- **Listed records**
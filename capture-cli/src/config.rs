use anyhow::{Context, Result};
use capture_device_sim::SimDeviceConfig;
use capture_engine::{CaptureSpeed, EngineConfig, ResyncPolicy};
use log::debug;
use once_cell::sync::Lazy;
use platform_dirs::AppDirs;
use serde::{Deserialize, Serialize};
use std::{
    fs,
    path::{Path, PathBuf},
    time::Duration,
};

const APP_NAME: &str = "capture-cli";

static DEFAULT_CONFIG_PATH: Lazy<Option<PathBuf>> = Lazy::new(|| {
    AppDirs::new(Some(APP_NAME), true).map(|dirs| dirs.config_dir.join(format!("{APP_NAME}.toml")))
});

#[derive(Serialize, Deserialize, Default, Debug, Clone)]
pub struct Config {
    #[serde(skip)]
    pub config_path: PathBuf,

    #[serde(default)]
    pub engine: Engine,

    #[serde(default)]
    pub device: Device,
}

#[derive(Serialize, Deserialize, Debug, Clone, Derivative)]
#[derivative(Default)]
#[serde(default)]
pub struct Engine {
    #[derivative(Default(value = "capture_engine::DEFAULT_WRITER_LANES"))]
    pub writer_lanes: usize,

    #[derivative(Default(value = "capture_engine::DEFAULT_BASE_RATE"))]
    pub base_rate: f64,

    #[derivative(Default(value = "capture_engine::FIX_PARTIAL_FIRST_FRAME_NUM"))]
    pub cooldown_initial: u32,

    #[derivative(Default(value = "8"))]
    pub max_consecutive_timeouts: u32,

    #[derivative(Default(value = "500"))]
    pub drain_timeout_ms: u64,

    #[derivative(Default(value = "50"))]
    pub resync_after_ms: u64,

    #[derivative(Default(value = "2000"))]
    pub resync_timeout_ms: u64,

    pub resync_policy: ResyncPolicy,

    /// Consumer pacing of slowed down IS Nitro captures
    pub capture_speed: CaptureSpeed,
}

impl Engine {
    pub fn engine_config(&self) -> EngineConfig {
        EngineConfig::new()
            .with_writer_lanes(self.writer_lanes)
            .with_base_rate(self.base_rate)
            .with_cooldown_initial(self.cooldown_initial)
            .with_max_consecutive_timeouts(self.max_consecutive_timeouts)
            .with_drain_timeout(Duration::from_millis(self.drain_timeout_ms))
            .with_resync_after(Duration::from_millis(self.resync_after_ms))
            .with_resync_timeout(Duration::from_millis(self.resync_timeout_ms))
            .with_resync_policy(self.resync_policy)
    }
}

#[derive(Serialize, Deserialize, Debug, Clone, Derivative)]
#[derivative(Default)]
#[serde(default)]
pub struct Device {
    #[derivative(Default(value = "\"SIM-0\".to_string()"))]
    pub serial: String,

    /// Old DS adapter with a framed stream instead of a 3DS adapter
    pub framed: bool,

    #[derivative(Default(value = "16715"))]
    pub frame_interval_us: u64,

    pub seed: u64,

    pub shift_every: Option<u64>,

    #[derivative(Default(value = "true"))]
    pub stall_clearable: bool,
}

impl Device {
    pub fn sim_config(&self) -> SimDeviceConfig {
        let config = if self.framed {
            SimDeviceConfig::framed(self.serial.clone())
        } else {
            SimDeviceConfig::plain(self.serial.clone())
        }
        .with_frame_interval(Duration::from_micros(self.frame_interval_us))
        .with_seed(self.seed)
        .with_stall_clearable(self.stall_clearable);

        match self.shift_every {
            Some(every) => config.with_shift_every(every),
            None => config,
        }
    }
}

/// Load the config at `path`, or at the default location.
///
/// A missing default config is created with default values. A missing
/// explicit config is an error.
pub fn load(path: Option<&Path>) -> Result<Config> {
    let (path, explicit) = match path {
        Some(path) => (path.to_path_buf(), true),
        None => (
            DEFAULT_CONFIG_PATH
                .clone()
                .context("no platform config directory")?,
            false,
        ),
    };

    let mut config = match fs::read_to_string(&path) {
        Ok(text) => toml::from_str::<Config>(&text)
            .with_context(|| format!("parse {} failed", path.display()))?,
        Err(e) if explicit => {
            return Err(e).with_context(|| format!("read {} failed", path.display()));
        }
        Err(_) => {
            let config = Config::default();
            if let Some(dir) = path.parent() {
                fs::create_dir_all(dir)?;
            }
            fs::write(&path, toml::to_string_pretty(&config)?)
                .with_context(|| format!("save {} failed", path.display()))?;
            config
        }
    };

    config.config_path = path;
    debug!("{config:?}");
    Ok(config)
}

#[cfg(test)]
mod tests {
    use super::*;

    #[test]
    fn test_partial_file_keeps_defaults() {
        let dir = tempfile::tempdir().unwrap();
        let path = dir.path().join("capture.toml");
        fs::write(&path, "[engine]\nwriter_lanes = 4\n\n[device]\nframed = true\n").unwrap();

        let config = load(Some(&path)).unwrap();
        assert_eq!(config.config_path, path);
        assert_eq!(config.engine.writer_lanes, 4);
        assert_eq!(config.engine.cooldown_initial, 3);
        assert_eq!(config.engine.capture_speed, CaptureSpeed::Full);
        assert!(config.device.framed);
        assert_eq!(config.device.serial, "SIM-0");

        let engine = config.engine.engine_config();
        assert_eq!(engine.writer_lanes, 4);
        assert!(engine.validate().is_ok());
        assert!(config.device.sim_config().framing().is_some());
    }

    #[test]
    fn test_missing_or_broken_explicit_file() {
        let dir = tempfile::tempdir().unwrap();
        assert!(load(Some(&dir.path().join("missing.toml"))).is_err());

        let path = dir.path().join("broken.toml");
        fs::write(&path, "[engine\n").unwrap();
        assert!(load(Some(&path)).is_err());
    }

    #[test]
    fn test_capture_speed_is_lowercase() {
        let config: Config = toml::from_str("[engine]\ncapture_speed = \"quarter\"\n").unwrap();
        assert_eq!(config.engine.capture_speed, CaptureSpeed::Quarter);
        assert!(toml::from_str::<Config>("[engine]\ncapture_speed = \"Quarter\"\n").is_err());
    }

    #[test]
    fn test_defaults_round_trip() {
        let text = toml::to_string_pretty(&Config::default()).unwrap();
        let config: Config = toml::from_str(&text).unwrap();
        assert_eq!(config.engine.resync_after_ms, 50);
        assert_eq!(config.device.frame_interval_us, 16715);
        assert!(config.device.shift_every.is_none());
    }
}
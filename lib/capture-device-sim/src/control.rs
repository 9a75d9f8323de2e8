use std::sync::{
    Mutex, MutexGuard,
    atomic::{AtomicBool, AtomicU64, Ordering},
};

/// Fault injection and inspection handle of one simulated device.
#[derive(Debug)]
pub struct SimControl {
    plugged: AtomicBool,
    opened: AtomicBool,
    completed: AtomicU64,
    faults: Mutex<Faults>,
}

#[derive(Debug, Default)]
pub(crate) struct Faults {
    pub shift: usize,
    pub idle: usize,
    pub halted: bool,
    pub timeouts: u32,
    pub short_reads: u32,
}

impl Default for SimControl {
    fn default() -> Self {
        Self {
            plugged: AtomicBool::new(true),
            opened: AtomicBool::new(false),
            completed: AtomicU64::new(0),
            faults: Mutex::new(Faults::default()),
        }
    }
}

impl SimControl {
    /// Drop `bytes` logical bytes from the stream.
    pub fn inject_shift(&self, bytes: usize) {
        self.faults().shift += bytes;
    }

    /// Lengthen the next marker run by `bytes`.
    pub fn inject_idle(&self, bytes: usize) {
        self.faults().idle += bytes;
    }

    /// Halt the endpoint until the halt is cleared.
    pub fn inject_stall(&self) {
        self.faults().halted = true;
    }

    pub fn inject_timeouts(&self, count: u32) {
        self.faults().timeouts += count;
    }

    pub fn inject_short_reads(&self, count: u32) {
        self.faults().short_reads += count;
    }

    pub fn unplug(&self) {
        self.plugged.store(false, Ordering::Release);
    }

    pub fn replug(&self) {
        self.faults().halted = false;
        self.plugged.store(true, Ordering::Release);
    }

    pub fn is_plugged(&self) -> bool {
        self.plugged.load(Ordering::Acquire)
    }

    pub fn is_opened(&self) -> bool {
        self.opened.load(Ordering::Acquire)
    }

    pub fn is_halted(&self) -> bool {
        self.faults().halted
    }

    /// Transfers that completed with data.
    pub fn completed_transfers(&self) -> u64 {
        self.completed.load(Ordering::Relaxed)
    }

    pub(crate) fn set_opened(&self, opened: bool) {
        self.opened.store(opened, Ordering::Release);
    }

    pub(crate) fn count_completed(&self) -> u64 {
        self.completed.fetch_add(1, Ordering::Relaxed) + 1
    }

    pub(crate) fn faults(&self) -> MutexGuard<'_, Faults> {
        self.faults.lock().unwrap_or_else(|e| e.into_inner())
    }
}
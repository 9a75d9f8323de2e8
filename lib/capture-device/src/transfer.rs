use crate::CaptureScreens;

pub const MAX_PACKET_SIZE_USB2: usize = 512;
pub const FTD2_INTRA_PACKET_HEADER_SIZE: usize = 2;
pub const FTD2_OLDDS_SYNCH_VALUES: u16 = 0x4321;

#[derive(Debug, Clone, Copy, PartialEq, Eq)]
pub enum TransferStatus {
    Completed,
    TimedOut,
    Stall,
    Cancelled,
    NoDevice,
    Overflow,
    Error,
}

pub type ReadCallback = Box<dyn FnOnce(TransferResult) + Send + 'static>;

pub struct ReadRequest {
    pub lane: usize,
    pub buffer: Box<[u8]>,

    /// Bytes to read into the front of `buffer`
    pub size: usize,

    pub callback: ReadCallback,
}

impl ReadRequest {
    /// Fire the completion without touching the bus.
    pub fn fail(self, status: TransferStatus) {
        let result = TransferResult {
            lane: self.lane,
            status,
            requested: self.size,
            transferred: 0,
            screens: CaptureScreens::Both,
            buffer: self.buffer,
        };
        (self.callback)(result);
    }
}

#[derive(Debug)]
pub struct TransferResult {
    pub lane: usize,
    pub status: TransferStatus,
    pub requested: usize,
    pub transferred: usize,
    pub screens: CaptureScreens,
    pub buffer: Box<[u8]>,
}

impl TransferResult {
    pub fn is_short(&self) -> bool {
        self.status == TransferStatus::Completed && self.transferred < self.requested
    }
}

/// Raw bulk stream layout of devices that insert a small header into every
/// USB packet and pad the end of each frame with a run of `marker` halfwords.
#[derive(Debug, Clone, Copy, PartialEq, Eq)]
pub struct StreamFraming {
    pub chunk_size: usize,
    pub header_size: usize,
    pub marker: u16,
}

impl Default for StreamFraming {
    fn default() -> Self {
        Self {
            chunk_size: MAX_PACKET_SIZE_USB2,
            header_size: FTD2_INTRA_PACKET_HEADER_SIZE,
            marker: FTD2_OLDDS_SYNCH_VALUES,
        }
    }
}

impl StreamFraming {
    pub fn payload_per_chunk(&self) -> usize {
        self.chunk_size - self.header_size
    }

    /// Raw bytes needed on the bus to carry `length` logical bytes.
    pub fn expanded_length(&self, length: usize) -> usize {
        if length == 0 {
            return self.header_size;
        }
        length + length.div_ceil(self.payload_per_chunk()) * self.header_size
    }

    /// Logical bytes carried by `raw_length` bytes read from the bus.
    ///
    /// Every chunk is charged a full header, a trailing chunk shorter than
    /// the header carries nothing.
    pub fn stripped_length(&self, raw_length: usize) -> usize {
        let full = raw_length / self.chunk_size;
        let rest = raw_length % self.chunk_size;
        full * self.payload_per_chunk() + rest.saturating_sub(self.header_size)
    }
}
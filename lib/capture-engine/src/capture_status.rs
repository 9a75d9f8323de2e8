use crate::{EngineConfig, FrameBufferPool, TimedSignal};
use capture_device::{CaptureMode, ConnectionKind, DeviceDescriptor};
use serde::{Deserialize, Serialize};
use std::{
    fmt,
    str::FromStr,
    sync::{
        Arc, Mutex, MutexGuard,
        atomic::{AtomicBool, AtomicU8, AtomicU32, AtomicU64, Ordering},
    },
};

#[derive(Debug, Clone, Copy, PartialEq, Eq)]
pub enum EngineState {
    Idle,
    Streaming,
    Draining,
}

impl EngineState {
    fn from_u8(value: u8) -> Self {
        match value {
            1 => EngineState::Streaming,
            2 => EngineState::Draining,
            _ => EngineState::Idle,
        }
    }
}

/// Playback speed of devices that capture slower than real time.
#[derive(Debug, Clone, Copy, Default, PartialEq, Eq, Serialize, Deserialize)]
#[serde(rename_all = "lowercase")]
pub enum CaptureSpeed {
    #[default]
    Full,
    Half,
    Third,
    Quarter,
}

impl CaptureSpeed {
    pub const ALL: [CaptureSpeed; 4] = [
        CaptureSpeed::Full,
        CaptureSpeed::Half,
        CaptureSpeed::Third,
        CaptureSpeed::Quarter,
    ];

    /// Factor a frame takes longer than at full speed.
    pub fn multiplier(self) -> f64 {
        match self {
            CaptureSpeed::Full => 1.0,
            CaptureSpeed::Half => 2.0,
            CaptureSpeed::Third => 3.0,
            CaptureSpeed::Quarter => 4.0,
        }
    }

    fn name(self) -> &'static str {
        match self {
            CaptureSpeed::Full => "full",
            CaptureSpeed::Half => "half",
            CaptureSpeed::Third => "third",
            CaptureSpeed::Quarter => "quarter",
        }
    }
}

impl fmt::Display for CaptureSpeed {
    fn fmt(&self, f: &mut fmt::Formatter<'_>) -> fmt::Result {
        f.write_str(self.name())
    }
}

impl FromStr for CaptureSpeed {
    type Err = String;

    fn from_str(s: &str) -> Result<Self, Self::Err> {
        Self::ALL
            .into_iter()
            .find(|speed| speed.name().eq_ignore_ascii_case(s))
            .ok_or_else(|| format!("unknown capture speed `{s}`, expected full, half, third or quarter"))
    }
}

/// Connection state of one capture session.
///
/// Written by the orchestrator and by the acquisition thread, read by
/// everyone. Consumers wait on `video_wait` and `audio_wait`.
#[derive(Debug)]
pub struct CaptureStatus {
    connected: AtomicBool,
    running: AtomicBool,
    close_success: AtomicBool,
    cooldown: AtomicU32,
    cooldown_initial: u32,
    engine_state: AtomicU8,
    frames_delivered: AtomicU64,
    frames_skipped: AtomicU64,
    device: Mutex<Option<DeviceDescriptor>>,
    mode: Mutex<CaptureMode>,
    capture_speed: Mutex<CaptureSpeed>,
    error: Mutex<ErrorText>,

    pub video_wait: TimedSignal,
    pub audio_wait: TimedSignal,
}

#[derive(Debug, Default)]
struct ErrorText {
    text: String,
    is_new: bool,
}

#[derive(Debug, Clone, PartialEq)]
pub struct StatusSnapshot {
    pub connected: bool,
    pub running: bool,
    pub close_success: bool,
    pub device: Option<DeviceDescriptor>,
    pub mode: CaptureMode,
    pub capture_speed: CaptureSpeed,
    pub error_text: String,
    pub cooldown: u32,
    pub frames_delivered: u64,
    pub frames_skipped: u64,
    pub engine_state: EngineState,
}

impl CaptureStatus {
    pub fn new(cooldown_initial: u32, base_rate: f64) -> Self {
        Self {
            connected: AtomicBool::new(false),
            running: AtomicBool::new(true),
            close_success: AtomicBool::new(true),
            cooldown: AtomicU32::new(cooldown_initial),
            cooldown_initial,
            engine_state: AtomicU8::new(0),
            frames_delivered: AtomicU64::new(0),
            frames_skipped: AtomicU64::new(0),
            device: Mutex::new(None),
            mode: Mutex::new(CaptureMode::default()),
            capture_speed: Mutex::new(CaptureSpeed::default()),
            error: Mutex::new(ErrorText::default()),
            video_wait: TimedSignal::new(base_rate),
            audio_wait: TimedSignal::new(base_rate),
        }
    }

    pub fn is_connected(&self) -> bool {
        self.connected.load(Ordering::Acquire)
    }

    pub fn set_connected(&self, connected: bool) {
        self.connected.store(connected, Ordering::Release);
    }

    pub fn is_running(&self) -> bool {
        self.running.load(Ordering::Acquire)
    }

    /// Clearing this asks every loop of the session to wind down.
    pub fn set_running(&self, running: bool) {
        self.running.store(running, Ordering::Release);
    }

    pub fn close_success(&self) -> bool {
        self.close_success.load(Ordering::Acquire)
    }

    pub fn set_close_success(&self, done: bool) {
        self.close_success.store(done, Ordering::Release);
    }

    pub fn is_live(&self) -> bool {
        self.is_running() && self.is_connected()
    }

    pub fn cooldown(&self) -> u32 {
        self.cooldown.load(Ordering::Acquire)
    }

    pub fn cooldown_initial(&self) -> u32 {
        self.cooldown_initial
    }

    pub fn reset_cooldown(&self) {
        self.set_cooldown(self.cooldown_initial);
    }

    pub fn set_cooldown(&self, frames: u32) {
        self.cooldown.store(frames, Ordering::Release);
    }

    /// Count one delivered frame against the cooldown. Returns `true` while
    /// the cooldown was still running, so the frame may be torn.
    pub fn consume_cooldown(&self) -> bool {
        self.cooldown
            .fetch_update(Ordering::AcqRel, Ordering::Acquire, |c| c.checked_sub(1))
            .is_ok()
    }

    pub fn engine_state(&self) -> EngineState {
        EngineState::from_u8(self.engine_state.load(Ordering::Acquire))
    }

    pub(crate) fn set_engine_state(&self, state: EngineState) {
        self.engine_state.store(state as u8, Ordering::Release);
    }

    pub(crate) fn count_delivered(&self) {
        self.frames_delivered.fetch_add(1, Ordering::Relaxed);
    }

    pub(crate) fn count_skipped(&self) {
        self.frames_skipped.fetch_add(1, Ordering::Relaxed);
    }

    pub fn device(&self) -> Option<DeviceDescriptor> {
        lock(&self.device).clone()
    }

    pub fn set_device(&self, device: Option<DeviceDescriptor>) {
        *lock(&self.device) = device;
        self.apply_time_multiplier();
    }

    pub fn capture_speed(&self) -> CaptureSpeed {
        *lock(&self.capture_speed)
    }

    /// Only IS Nitro devices can be slowed down, the speed is kept but has no
    /// effect on other devices.
    pub fn set_capture_speed(&self, speed: CaptureSpeed) {
        *lock(&self.capture_speed) = speed;
        self.apply_time_multiplier();
    }

    fn apply_time_multiplier(&self) {
        let slowed = lock(&self.device)
            .as_ref()
            .is_some_and(|d| d.kind == ConnectionKind::IsNitro);
        let multiplier = if slowed {
            self.capture_speed().multiplier()
        } else {
            1.0
        };

        self.video_wait.update_time_multiplier(multiplier);
        self.audio_wait.update_time_multiplier(multiplier);
    }

    pub fn mode(&self) -> CaptureMode {
        *lock(&self.mode)
    }

    pub fn set_mode(&self, mode: CaptureMode) {
        *lock(&self.mode) = mode;
    }

    pub fn error_text(&self) -> String {
        lock(&self.error).text.clone()
    }

    pub fn set_error_text(&self, text: impl Into<String>) {
        let mut error = lock(&self.error);
        error.text = text.into();
        error.is_new = true;
    }

    /// The error text, once per change.
    pub fn take_new_error(&self) -> Option<String> {
        let mut error = lock(&self.error);
        if !error.is_new {
            return None;
        }
        error.is_new = false;
        Some(error.text.clone())
    }

    /// Wake both consumers, whether or not a frame arrived.
    pub fn wake_consumers(&self) {
        self.video_wait.unlock();
        self.audio_wait.unlock();
    }

    /// Drop any pending wake-up on both consumer signals.
    pub fn clear_consumer_signals(&self) {
        self.video_wait.try_lock();
        self.audio_wait.try_lock();
    }

    pub fn snapshot(&self) -> StatusSnapshot {
        StatusSnapshot {
            connected: self.is_connected(),
            running: self.is_running(),
            close_success: self.close_success(),
            device: self.device(),
            mode: self.mode(),
            capture_speed: self.capture_speed(),
            error_text: self.error_text(),
            cooldown: self.cooldown(),
            frames_delivered: self.frames_delivered.load(Ordering::Relaxed),
            frames_skipped: self.frames_skipped.load(Ordering::Relaxed),
            engine_state: self.engine_state(),
        }
    }
}

fn lock<T>(mutex: &Mutex<T>) -> MutexGuard<'_, T> {
    mutex.lock().unwrap_or_else(|e| e.into_inner())
}

/// Everything one capture session shares between the acquisition thread and
/// the consumers.
#[derive(Debug)]
pub struct CaptureContext {
    pub status: CaptureStatus,
    pub pool: FrameBufferPool,
}

impl CaptureContext {
    pub fn new(config: &EngineConfig, slot_capacity: usize) -> Arc<Self> {
        Arc::new(Self {
            status: CaptureStatus::new(config.cooldown_initial, config.base_rate),
            pool: FrameBufferPool::new(config.slots(), config.writer_lanes, slot_capacity),
        })
    }
}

- **Task goal**
The answer must consist of every line from the entries above that contains the string "type".

- **Exercise result**
pub type ReadCallback = Box<dyn FnOnce(TransferResult) + Send + 'static>;
    type Err = String;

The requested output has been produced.